:: Task to complete ::
How many lines in the records below contain the word "source"? Reply with the number alone.

:: Dataset content ::
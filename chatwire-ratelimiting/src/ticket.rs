//! The handshake between a queued request and the bucket dispatcher that
//! admits it.
//!
//! [`channel`] returns a [`Ticket`] (held by the caller enqueuing a request)
//! and a [`BucketHandle`] (held by the bucket's dispatcher loop, pushed onto
//! its priority queue). The bucket resolves the handle's admission signal
//! once it is the ticket's turn; the caller then performs its HTTP call and
//! reports the outcome back through the same ticket so the bucket can
//! re-tune itself. The outcome payload type `T` is generic so this crate's
//! queueing mechanics stay independent of exactly what the REST engine
//! chooses to report back (parsed headers, rate-limit status, or both).

use tokio::sync::oneshot::{self, error::RecvError};

/// Held by the caller enqueuing a request.
#[derive(Debug)]
pub struct Ticket<T> {
    admitted: oneshot::Receiver<()>,
    outcome: oneshot::Sender<T>,
}

impl<T> Ticket<T> {
    /// Wait until the bucket admits this ticket.
    ///
    /// # Errors
    ///
    /// Returns an error if the bucket was dropped (e.g. evicted) before
    /// admitting the ticket.
    pub async fn admitted(self) -> Result<Admitted<T>, RecvError> {
        self.admitted.await?;

        Ok(Admitted {
            outcome: self.outcome,
        })
    }
}

/// A ticket that has been admitted; the caller now performs its request and
/// reports the outcome.
#[derive(Debug)]
pub struct Admitted<T> {
    outcome: oneshot::Sender<T>,
}

impl<T> Admitted<T> {
    /// Report the outcome of the completed request.
    ///
    /// If the bucket is no longer listening (it was evicted mid-flight) the
    /// outcome is returned to the caller, which may simply drop it.
    pub fn report(self, outcome: T) -> Result<(), T> {
        self.outcome.send(outcome)
    }
}

/// Held by the bucket dispatcher while the ticket sits in its queue.
#[derive(Debug)]
pub struct BucketHandle<T> {
    admit: oneshot::Sender<()>,
    outcome: oneshot::Receiver<T>,
}

impl<T> BucketHandle<T> {
    /// Admit the ticket, notifying the caller it may proceed.
    ///
    /// Returns `Err` if the caller already gave up (dropped its [`Ticket`]).
    pub fn admit(self) -> Result<PendingCompletion<T>, ()> {
        self.admit.send(()).map_err(|_| ())?;

        Ok(PendingCompletion {
            outcome: self.outcome,
        })
    }
}

/// Returned once a bucket handle has admitted its ticket; awaiting this
/// yields the outcome the caller eventually reports.
#[derive(Debug)]
pub struct PendingCompletion<T> {
    outcome: oneshot::Receiver<T>,
}

impl<T> PendingCompletion<T> {
    /// Wait for the caller to report the request's outcome.
    ///
    /// # Errors
    ///
    /// Returns an error if the caller was dropped before reporting (e.g. the
    /// request was cancelled after admission).
    pub async fn wait(self) -> Result<T, RecvError> {
        self.outcome.await
    }
}

/// Create a new ticket channel pair.
pub fn channel<T>() -> (Ticket<T>, BucketHandle<T>) {
    let (admit_tx, admit_rx) = oneshot::channel();
    let (outcome_tx, outcome_rx) = oneshot::channel();

    (
        Ticket {
            admitted: admit_rx,
            outcome: outcome_tx,
        },
        BucketHandle {
            admit: admit_tx,
            outcome: outcome_rx,
        },
    )
}
//! The request/response/error middleware pipeline (§4.3): a classical onion
//! model assembled fresh for each call from a priority-sorted snapshot of
//! the registry, so stages registered mid-flight never apply to calls
//! already in progress.

use crate::error::Error;
use hyper::{Request as HyperRequest, Response};
use std::{cmp::Reverse, future::Future, pin::Pin, sync::Arc};

/// A fully buffered HTTP body, passed between stages.
pub type Body = Vec<u8>;

/// What a request stage may do: pass the (possibly modified) request on, or
/// short-circuit with a synthesized response.
pub enum RequestOutcome {
    Continue(HyperRequest<Body>),
    ShortCircuit(Response<Body>),
}

/// What an error stage may do: recover with a synthesized response, or let
/// the error keep propagating outward.
pub enum ErrorOutcome {
    Recovered(Response<Body>),
    Propagate(Error),
}

type RequestFuture = Pin<Box<dyn Future<Output = RequestOutcome> + Send>>;
type ResponseFuture = Pin<Box<dyn Future<Output = Response<Body>> + Send>>;
type ErrorFuture = Pin<Box<dyn Future<Output = ErrorOutcome> + Send>>;

/// A single stage in the pipeline.
pub enum Stage {
    Request {
        name: &'static str,
        priority: u8,
        enabled: bool,
        run: Arc<dyn Fn(HyperRequest<Body>) -> RequestFuture + Send + Sync>,
    },
    Response {
        name: &'static str,
        priority: u8,
        enabled: bool,
        run: Arc<dyn Fn(Response<Body>) -> ResponseFuture + Send + Sync>,
    },
    Error {
        name: &'static str,
        priority: u8,
        enabled: bool,
        run: Arc<dyn Fn(Error) -> ErrorFuture + Send + Sync>,
    },
}

impl Stage {
    const fn priority(&self) -> u8 {
        match self {
            Self::Request { priority, .. }
            | Self::Response { priority, .. }
            | Self::Error { priority, .. } => *priority,
        }
    }

    const fn enabled(&self) -> bool {
        match self {
            Self::Request { enabled, .. }
            | Self::Response { enabled, .. }
            | Self::Error { enabled, .. } => *enabled,
        }
    }

    const fn name(&self) -> &'static str {
        match self {
            Self::Request { name, .. } | Self::Response { name, .. } | Self::Error { name, .. } => {
                name
            }
        }
    }
}

/// The registry of configured stages. Cloning is cheap (each stage's
/// closure is behind an `Arc`); [`Pipeline::snapshot`] captures the current
/// set for one call.
#[derive(Clone, Default)]
pub struct Registry {
    stages: Vec<Arc<Stage>>,
}

impl Registry {
    #[must_use]
    pub fn new() -> Self {
        Self::default()
    }

    pub fn register(&mut self, stage: Stage) {
        self.stages.push(Arc::new(stage));
    }

    /// Capture a priority-sorted, enabled-only snapshot for one call.
    #[must_use]
    pub fn snapshot(&self) -> Pipeline {
        let mut stages: Vec<_> = self
            .stages
            .iter()
            .filter(|stage| stage.enabled())
            .cloned()
            .collect();

        stages.sort_by_key(|stage| Reverse(stage.priority()));

        Pipeline { stages }
    }
}

/// A snapshot of enabled stages, sorted descending by priority, ready to run
/// for exactly one call.
pub struct Pipeline {
    stages: Vec<Arc<Stage>>,
}

impl Pipeline {
    /// Run every request stage over `request`, stopping early on the first
    /// short-circuit.
    pub async fn run_request(&self, mut request: HyperRequest<Body>) -> RequestOutcome {
        for stage in &self.stages {
            if let Stage::Request { run, .. } = stage.as_ref() {
                match run(request).await {
                    RequestOutcome::Continue(next) => request = next,
                    outcome @ RequestOutcome::ShortCircuit(_) => return outcome,
                }
            }
        }

        RequestOutcome::Continue(request)
    }

    /// Run every response stage over `response`, in priority order.
    pub async fn run_response(&self, mut response: Response<Body>) -> Response<Body> {
        for stage in &self.stages {
            if let Stage::Response { run, .. } = stage.as_ref() {
                response = run(response).await;
            }
        }

        response
    }

    /// Offer `error` to each error stage in turn, in priority order; the
    /// first that recovers wins. If none recover, the original error (with
    /// its classification intact) is returned.
    pub async fn run_error(&self, mut error: Error) -> ErrorOutcome {
        for stage in &self.stages {
            if let Stage::Error { run, name, .. } = stage.as_ref() {
                match run(error).await {
                    recovered @ ErrorOutcome::Recovered(_) => {
                        #[cfg(feature = "tracing")]
                        tracing::debug!(stage = name, "error stage recovered");
                        #[cfg(not(feature = "tracing"))]
                        let _ = name;

                        return recovered;
                    }
                    ErrorOutcome::Propagate(next) => error = next,
                }
            }
        }

        ErrorOutcome::Propagate(error)
    }

    #[must_use]
    pub fn stage_names(&self) -> Vec<&'static str> {
        self.stages.iter().map(|stage| stage.name()).collect()
    }
}

#[cfg(test)]
mod tests {
    use super::{ErrorOutcome, Registry, RequestOutcome, Stage};
    use crate::error::{Error, ErrorType};
    use hyper::{Request, Response};
    use std::sync::Arc;

    #[tokio::test]
    async fn stages_run_in_descending_priority_order() {
        let mut registry = Registry::new();

        registry.register(Stage::Request {
            name: "low",
            priority: 1,
            enabled: true,
            run: Arc::new(|request| {
                Box::pin(async move {
                    let (mut parts, body) = request.into_parts();
                    parts.headers.append("x-order", "low".parse().unwrap());
                    RequestOutcome::Continue(Request::from_parts(parts, body))
                })
            }),
        });
        registry.register(Stage::Request {
            name: "high",
            priority: 10,
            enabled: true,
            run: Arc::new(|request| {
                Box::pin(async move {
                    let (mut parts, body) = request.into_parts();
                    parts.headers.append("x-order", "high".parse().unwrap());
                    RequestOutcome::Continue(Request::from_parts(parts, body))
                })
            }),
        });

        let pipeline = registry.snapshot();
        let request = Request::builder().body(Vec::new()).unwrap();

        let RequestOutcome::Continue(request) = pipeline.run_request(request).await else {
            panic!("expected continue");
        };

        let order: Vec<_> = request
            .headers()
            .get_all("x-order")
            .iter()
            .map(|value| value.to_str().unwrap())
            .collect();

        assert_eq!(order, vec!["high", "low"]);
    }

    #[tokio::test]
    async fn disabled_stage_is_skipped() {
        let mut registry = Registry::new();

        registry.register(Stage::Response {
            name: "disabled",
            priority: 50,
            enabled: false,
            run: Arc::new(|response| {
                Box::pin(async move {
                    let (mut parts, body) = response.into_parts();
                    parts.status = hyper::StatusCode::IM_A_TEAPOT;
                    Response::from_parts(parts, body)
                })
            }),
        });

        let pipeline = registry.snapshot();
        let response = Response::builder().body(Vec::new()).unwrap();
        let response = pipeline.run_response(response).await;

        assert_eq!(response.status(), hyper::StatusCode::OK);
    }

    #[tokio::test]
    async fn first_recovering_error_stage_wins() {
        let mut registry = Registry::new();

        registry.register(Stage::Error {
            name: "never-recovers",
            priority: 90,
            enabled: true,
            run: Arc::new(|error| Box::pin(async move { ErrorOutcome::Propagate(error) })),
        });
        registry.register(Stage::Error {
            name: "recovers",
            priority: 10,
            enabled: true,
            run: Arc::new(|_error| {
                Box::pin(async move {
                    ErrorOutcome::Recovered(Response::builder().body(Vec::new()).unwrap())
                })
            }),
        });

        let pipeline = registry.snapshot();
        let outcome = pipeline
            .run_error(Error::new(ErrorType::Network))
            .await;

        assert!(matches!(outcome, ErrorOutcome::Recovered(_)));
    }
}
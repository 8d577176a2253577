//! The dispatch envelope and the small set of dispatch payloads the
//! traffic-control engine itself needs to interpret (`READY`, `RESUMED`).
//! Every other dispatch payload is left as a raw [`serde_json::Value`] for
//! the event router to forward untouched.

use crate::gateway::OpCode;
use serde::{Deserialize, Serialize};
use serde_json::value::RawValue;

/// Payload carried by a `READY` dispatch.
#[derive(Clone, Debug, Deserialize, Eq, PartialEq, Serialize)]
pub struct Ready {
    pub session_id: String,
    pub resume_gateway_url: String,
    #[serde(rename = "v")]
    pub version: u8,
}

/// The small set of dispatch payloads this crate interprets directly.
#[derive(Clone, Debug, PartialEq)]
pub enum DispatchEvent {
    /// Session handshake completed; carries the new session identity.
    Ready(Box<Ready>),
    /// A RESUME was accepted; replayed dispatches follow.
    Resumed,
    /// Any other event name; left for the caller to interpret.
    Other {
        /// The dispatch's `t` field.
        event_type: String,
        /// The dispatch's raw, unparsed `d` field.
        data: Box<RawValue>,
    },
}

impl DispatchEvent {
    /// Parse a dispatch payload given its event name and raw `d` field.
    pub fn from_parts(event_type: &str, data: &RawValue) -> serde_json::Result<Self> {
        match event_type {
            "READY" => Ok(Self::Ready(Box::new(serde_json::from_str(data.get())?))),
            "RESUMED" => Ok(Self::Resumed),
            other => Ok(Self::Other {
                event_type: other.to_owned(),
                data: RawValue::from_string(data.get().to_owned())
                    .expect("RawValue round-trips valid JSON"),
            }),
        }
    }
}

/// Payload carried by a `HELLO` (opcode 10).
#[derive(Clone, Copy, Debug, Deserialize, Eq, PartialEq, Serialize)]
pub struct Hello {
    pub heartbeat_interval: u64,
}

/// A fully parsed inbound gateway frame.
#[derive(Clone, Debug, PartialEq)]
pub enum GatewayEvent {
    Dispatch(u64, Box<DispatchEvent>),
    Heartbeat(Option<u64>),
    HeartbeatAck,
    Hello(Hello),
    InvalidSession(bool),
    Reconnect,
}

impl GatewayEvent {
    /// The opcode this event corresponds to.
    pub const fn op(&self) -> OpCode {
        match self {
            Self::Dispatch(..) => OpCode::Dispatch,
            Self::Heartbeat(_) => OpCode::Heartbeat,
            Self::HeartbeatAck => OpCode::HeartbeatAck,
            Self::Hello(_) => OpCode::Hello,
            Self::InvalidSession(_) => OpCode::InvalidSession,
            Self::Reconnect => OpCode::Reconnect,
        }
    }
}

/// Minimal frame shape used only to read `op`/`s`/`t` before dispatching to a
/// typed parse; the `d` field is kept raw so it can be handed to
/// [`DispatchEvent::from_parts`] or to the event router untouched.
#[derive(Deserialize)]
struct Envelope<'a> {
    op: u8,
    #[serde(default)]
    s: Option<u64>,
    #[serde(default)]
    t: Option<&'a str>,
    #[serde(default, borrow)]
    d: Option<&'a RawValue>,
}

/// Errors produced while parsing a raw gateway frame.
#[derive(Debug)]
#[non_exhaustive]
pub enum GatewayEventParsingError {
    /// The envelope itself was not valid JSON, or its `op` was unrecognized.
    Envelope(serde_json::Error),
    /// A recognized envelope's `d` field did not match the opcode's expected shape.
    Payload(serde_json::Error),
    /// The opcode requires a payload (`d`) that was missing.
    MissingPayload,
}

impl std::fmt::Display for GatewayEventParsingError {
    fn fmt(&self, f: &mut std::fmt::Formatter<'_>) -> std::fmt::Result {
        match self {
            Self::Envelope(source) => write!(f, "invalid gateway envelope: {source}"),
            Self::Payload(source) => write!(f, "invalid gateway payload: {source}"),
            Self::MissingPayload => f.write_str("opcode requires a payload but none was present"),
        }
    }
}

impl std::error::Error for GatewayEventParsingError {
    fn source(&self) -> Option<&(dyn std::error::Error + 'static)> {
        match self {
            Self::Envelope(source) | Self::Payload(source) => Some(source),
            Self::MissingPayload => None,
        }
    }
}

/// Parse a raw JSON gateway frame into a [`GatewayEvent`].
pub fn parse(json: &str) -> Result<GatewayEvent, GatewayEventParsingError> {
    let envelope: Envelope<'_> =
        serde_json::from_str(json).map_err(GatewayEventParsingError::Envelope)?;

    let op = OpCode::from_u8(envelope.op).ok_or_else(|| {
        GatewayEventParsingError::Envelope(serde::de::Error::custom(format!(
            "unknown opcode {}",
            envelope.op
        )))
    })?;

    match op {
        OpCode::Dispatch => {
            let data = envelope.d.ok_or(GatewayEventParsingError::MissingPayload)?;
            let event_type = envelope.t.ok_or(GatewayEventParsingError::MissingPayload)?;
            let sequence = envelope.s.ok_or(GatewayEventParsingError::MissingPayload)?;
            let dispatch = DispatchEvent::from_parts(event_type, data)
                .map_err(GatewayEventParsingError::Payload)?;

            Ok(GatewayEvent::Dispatch(sequence, Box::new(dispatch)))
        }
        OpCode::Heartbeat => Ok(GatewayEvent::Heartbeat(envelope.s)),
        OpCode::HeartbeatAck => Ok(GatewayEvent::HeartbeatAck),
        OpCode::Hello => {
            let data = envelope.d.ok_or(GatewayEventParsingError::MissingPayload)?;
            let hello: Hello =
                serde_json::from_str(data.get()).map_err(GatewayEventParsingError::Payload)?;

            Ok(GatewayEvent::Hello(hello))
        }
        OpCode::InvalidSession => {
            let data = envelope.d.ok_or(GatewayEventParsingError::MissingPayload)?;
            let resumable: bool =
                serde_json::from_str(data.get()).map_err(GatewayEventParsingError::Payload)?;

            Ok(GatewayEvent::InvalidSession(resumable))
        }
        OpCode::Reconnect => Ok(GatewayEvent::Reconnect),
        OpCode::Identify
        | OpCode::PresenceUpdate
        | OpCode::VoiceStateUpdate
        | OpCode::RequestGuildMembers => Err(GatewayEventParsingError::Envelope(
            serde::de::Error::custom(format!("opcode {} is outbound-only", envelope.op)),
        )),
    }
}

#[cfg(test)]
mod tests {
    use super::{parse, DispatchEvent, GatewayEvent};
    use crate::gateway::OpCode;

    #[test]
    fn parses_hello() {
        let event = parse(r#"{"op":10,"d":{"heartbeat_interval":41250}}"#).unwrap();

        match event {
            GatewayEvent::Hello(hello) => assert_eq!(hello.heartbeat_interval, 41_250),
            other => panic!("unexpected event: {other:?}"),
        }
    }

    #[test]
    fn parses_ready_dispatch() {
        let json = r#"{"op":0,"s":1,"t":"READY","d":{"session_id":"abc","resume_gateway_url":"wss://resume.example.com","v":10}}"#;
        let event = parse(json).unwrap();

        match event {
            GatewayEvent::Dispatch(seq, dispatch) => {
                assert_eq!(seq, 1);
                match *dispatch {
                    DispatchEvent::Ready(ready) => {
                        assert_eq!(ready.session_id, "abc");
                        assert_eq!(ready.resume_gateway_url, "wss://resume.example.com");
                    }
                    other => panic!("unexpected dispatch: {other:?}"),
                }
            }
            other => panic!("unexpected event: {other:?}"),
        }
    }

    #[test]
    fn parses_unknown_dispatch_as_other() {
        let json = r#"{"op":0,"s":5,"t":"MESSAGE_CREATE","d":{"content":"hi"}}"#;
        let event = parse(json).unwrap();

        match event {
            GatewayEvent::Dispatch(_, dispatch) => match *dispatch {
                DispatchEvent::Other { event_type, .. } => {
                    assert_eq!(event_type, "MESSAGE_CREATE");
                }
                other => panic!("unexpected dispatch: {other:?}"),
            },
            other => panic!("unexpected event: {other:?}"),
        }
    }

    #[test]
    fn op_accessor_matches_parsed_variant() {
        let event = parse(r#"{"op":11}"#).unwrap();

        assert_eq!(event.op(), OpCode::HeartbeatAck);
    }
}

:: Your response ::
4